(Directions) Below are some entries. Copy each line in them that holds "clone".

───

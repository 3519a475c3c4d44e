pub mod health;

use axum::{
    routing::{get, post},
    Router,
};

use crate::feedback::handlers as feedback;
use crate::matching::handlers as matching;
use crate::state::AppState;

pub fn build_router(state: AppState) -> Router {
    Router::new()
        .route("/health", get(health::health_handler))
        // Taxonomy
        .route("/api/v1/sectors", get(matching::handle_list_sectors))
        .route("/api/v1/sectors/:id", get(matching::handle_get_sector))
        // Matching
        .route("/api/v1/recommendations", post(matching::handle_recommend))
        .route(
            "/api/v1/recommendations/suggest",
            post(matching::handle_suggest),
        )
        .route("/api/v1/jobs/match", post(matching::handle_job_match))
        .route(
            "/api/v1/index/invalidate",
            post(matching::handle_invalidate_index),
        )
        // Feedback loop
        .route("/api/v1/feedback", post(feedback::handle_record_feedback))
        .route("/api/v1/weights", get(feedback::handle_get_weights))
        .with_state(state)
}

#[cfg(test)]
mod tests {
    use super::*;
    use axum::body::{to_bytes, Body};
    use axum::http::{Request, StatusCode};
    use serde_json::{json, Value};
    use tower::ServiceExt;

    use crate::matching::test_support::candidate;
    use crate::state::test_state;

    async fn call(app: Router, method: &str, uri: &str, body: Option<Value>) -> (StatusCode, Value) {
        let request = Request::builder()
            .method(method)
            .uri(uri)
            .header("content-type", "application/json")
            .body(match body {
                Some(v) => Body::from(v.to_string()),
                None => Body::empty(),
            })
            .unwrap();
        let response = app.oneshot(request).await.unwrap();
        let status = response.status();
        let bytes = to_bytes(response.into_body(), usize::MAX).await.unwrap();
        let json = if bytes.is_empty() {
            Value::Null
        } else {
            serde_json::from_slice(&bytes).unwrap()
        };
        (status, json)
    }

    fn search_body() -> Value {
        json!({
            "sector": "oil-gas",
            "training_type": "HSE Induction",
            "preferred_language": "BILINGUAL",
            "format": "hybrid",
            "experience_level": "senior",
            "specific_skills": ["safety"],
            "top_k": 2
        })
    }

    async fn app() -> Router {
        let state = test_state::with_candidates(vec![candidate("a"), candidate("b"), candidate("c")]).await;
        build_router(state)
    }

    #[tokio::test]
    async fn test_health_reports_loaded_index() {
        let (status, body) = call(app().await, "GET", "/health", None).await;
        assert_eq!(status, StatusCode::OK);
        assert_eq!(body["status"], "ok");
        assert_eq!(body["index"]["candidates"], 3);
    }

    #[tokio::test]
    async fn test_sector_lookup() {
        let app = app().await;
        let (status, body) = call(app.clone(), "GET", "/api/v1/sectors", None).await;
        assert_eq!(status, StatusCode::OK);
        assert!(body["sectors"].as_array().unwrap().len() >= 10);

        let (status, body) = call(app, "GET", "/api/v1/sectors/atlantis", None).await;
        assert_eq!(status, StatusCode::NOT_FOUND);
        assert_eq!(body["error"]["code"], "NOT_FOUND");
    }

    #[tokio::test]
    async fn test_recommendations_endpoint() {
        let (status, body) = call(app().await, "POST", "/api/v1/recommendations", Some(search_body())).await;
        assert_eq!(status, StatusCode::OK);
        assert_eq!(body["total_found"], 3);
        assert_eq!(body["recommendations"].as_array().unwrap().len(), 2);
        assert_eq!(body["recommendations"][0]["candidate"]["id"], "a");
        assert_eq!(body["recommendations"][0]["matched_skills"], json!(["safety"]));
        assert_eq!(body["degraded"], false);
    }

    #[tokio::test]
    async fn test_bad_enum_is_validation_error() {
        let mut body = search_body();
        body["format"] = json!("carrier-pigeon");
        let (status, body) = call(app().await, "POST", "/api/v1/recommendations", Some(body)).await;
        assert_eq!(status, StatusCode::BAD_REQUEST);
        assert_eq!(body["error"]["code"], "VALIDATION_ERROR");
    }

    #[tokio::test]
    async fn test_missing_field_and_negative_top_k_use_error_envelope() {
        let app = app().await;

        let mut missing = search_body();
        missing.as_object_mut().unwrap().remove("format");
        let (status, body) = call(app.clone(), "POST", "/api/v1/recommendations", Some(missing)).await;
        assert_eq!(status, StatusCode::BAD_REQUEST);
        assert_eq!(body["error"]["code"], "VALIDATION_ERROR");

        let mut negative = search_body();
        negative["top_k"] = json!(-1);
        let (status, body) = call(app.clone(), "POST", "/api/v1/recommendations", Some(negative)).await;
        assert_eq!(status, StatusCode::BAD_REQUEST);
        assert_eq!(body["error"]["code"], "VALIDATION_ERROR");

        let (status, body) = call(
            app,
            "POST",
            "/api/v1/feedback",
            Some(json!({ "candidate_id": "a" })),
        )
        .await;
        assert_eq!(status, StatusCode::BAD_REQUEST);
        assert_eq!(body["error"]["code"], "VALIDATION_ERROR");
    }

    #[tokio::test]
    async fn test_suggest_endpoint() {
        let (status, body) = call(
            app().await,
            "POST",
            "/api/v1/recommendations/suggest",
            Some(json!({ "sector": "oil-gas", "format": "" })),
        )
        .await;
        assert_eq!(status, StatusCode::OK);
        assert_eq!(body["suggestions"].as_array().unwrap().len(), 3);
        assert_eq!(body["poll_after_secs"], 3);
    }

    #[tokio::test]
    async fn test_job_match_endpoint() {
        let (status, body) = call(
            app().await,
            "POST",
            "/api/v1/jobs/match",
            Some(json!({
                "sector": "oil-gas",
                "title": "Site Safety Lead",
                "required_skills": ["Safety"],
                "format": "IN_PERSON",
                "experience_level": "expert",
                "language": "english",
                "hourly_budget": 100.0
            })),
        )
        .await;
        assert_eq!(status, StatusCode::OK);
        assert_eq!(body["recommendations"][0]["within_budget"], false);
    }

    #[tokio::test]
    async fn test_feedback_after_search_and_weights() {
        let app = app().await;
        let (_, set) = call(app.clone(), "POST", "/api/v1/recommendations", Some(search_body())).await;
        let signature = set["requirement_signature"].as_str().unwrap().to_string();

        let (status, ack) = call(
            app.clone(),
            "POST",
            "/api/v1/feedback",
            Some(json!({ "candidate_id": "a", "booking_success": true, "rating": 4.5 })),
        )
        .await;
        assert_eq!(status, StatusCode::ACCEPTED);
        assert_eq!(ack["requirement_signature"], signature);
        assert_eq!(ack["correlated"], true);

        let (status, _) = call(
            app.clone(),
            "POST",
            "/api/v1/feedback",
            Some(json!({ "candidate_id": "a", "booking_success": true, "rating": 9 })),
        )
        .await;
        assert_eq!(status, StatusCode::BAD_REQUEST);

        let (status, weights) = call(app, "GET", "/api/v1/weights", None).await;
        assert_eq!(status, StatusCode::OK);
        assert_eq!(weights["version"], 1);
        assert_eq!(weights["weights"]["sector_weight"], 0.25);
    }

    #[tokio::test]
    async fn test_invalidate_is_accepted() {
        let (status, body) = call(app().await, "POST", "/api/v1/index/invalidate", None).await;
        assert_eq!(status, StatusCode::ACCEPTED);
        assert_eq!(body["status"], "refresh_scheduled");
    }
}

───

(Expected answer)
        let (status, body) = call(app.clone(), "GET", "/api/v1/sectors", None).await;
        let (status, body) = call(app.clone(), "POST", "/api/v1/recommendations", Some(missing)).await;
        let (status, body) = call(app.clone(), "POST", "/api/v1/recommendations", Some(negative)).await;
        let (_, set) = call(app.clone(), "POST", "/api/v1/recommendations", Some(search_body())).await;
            app.clone(),
            app.clone(),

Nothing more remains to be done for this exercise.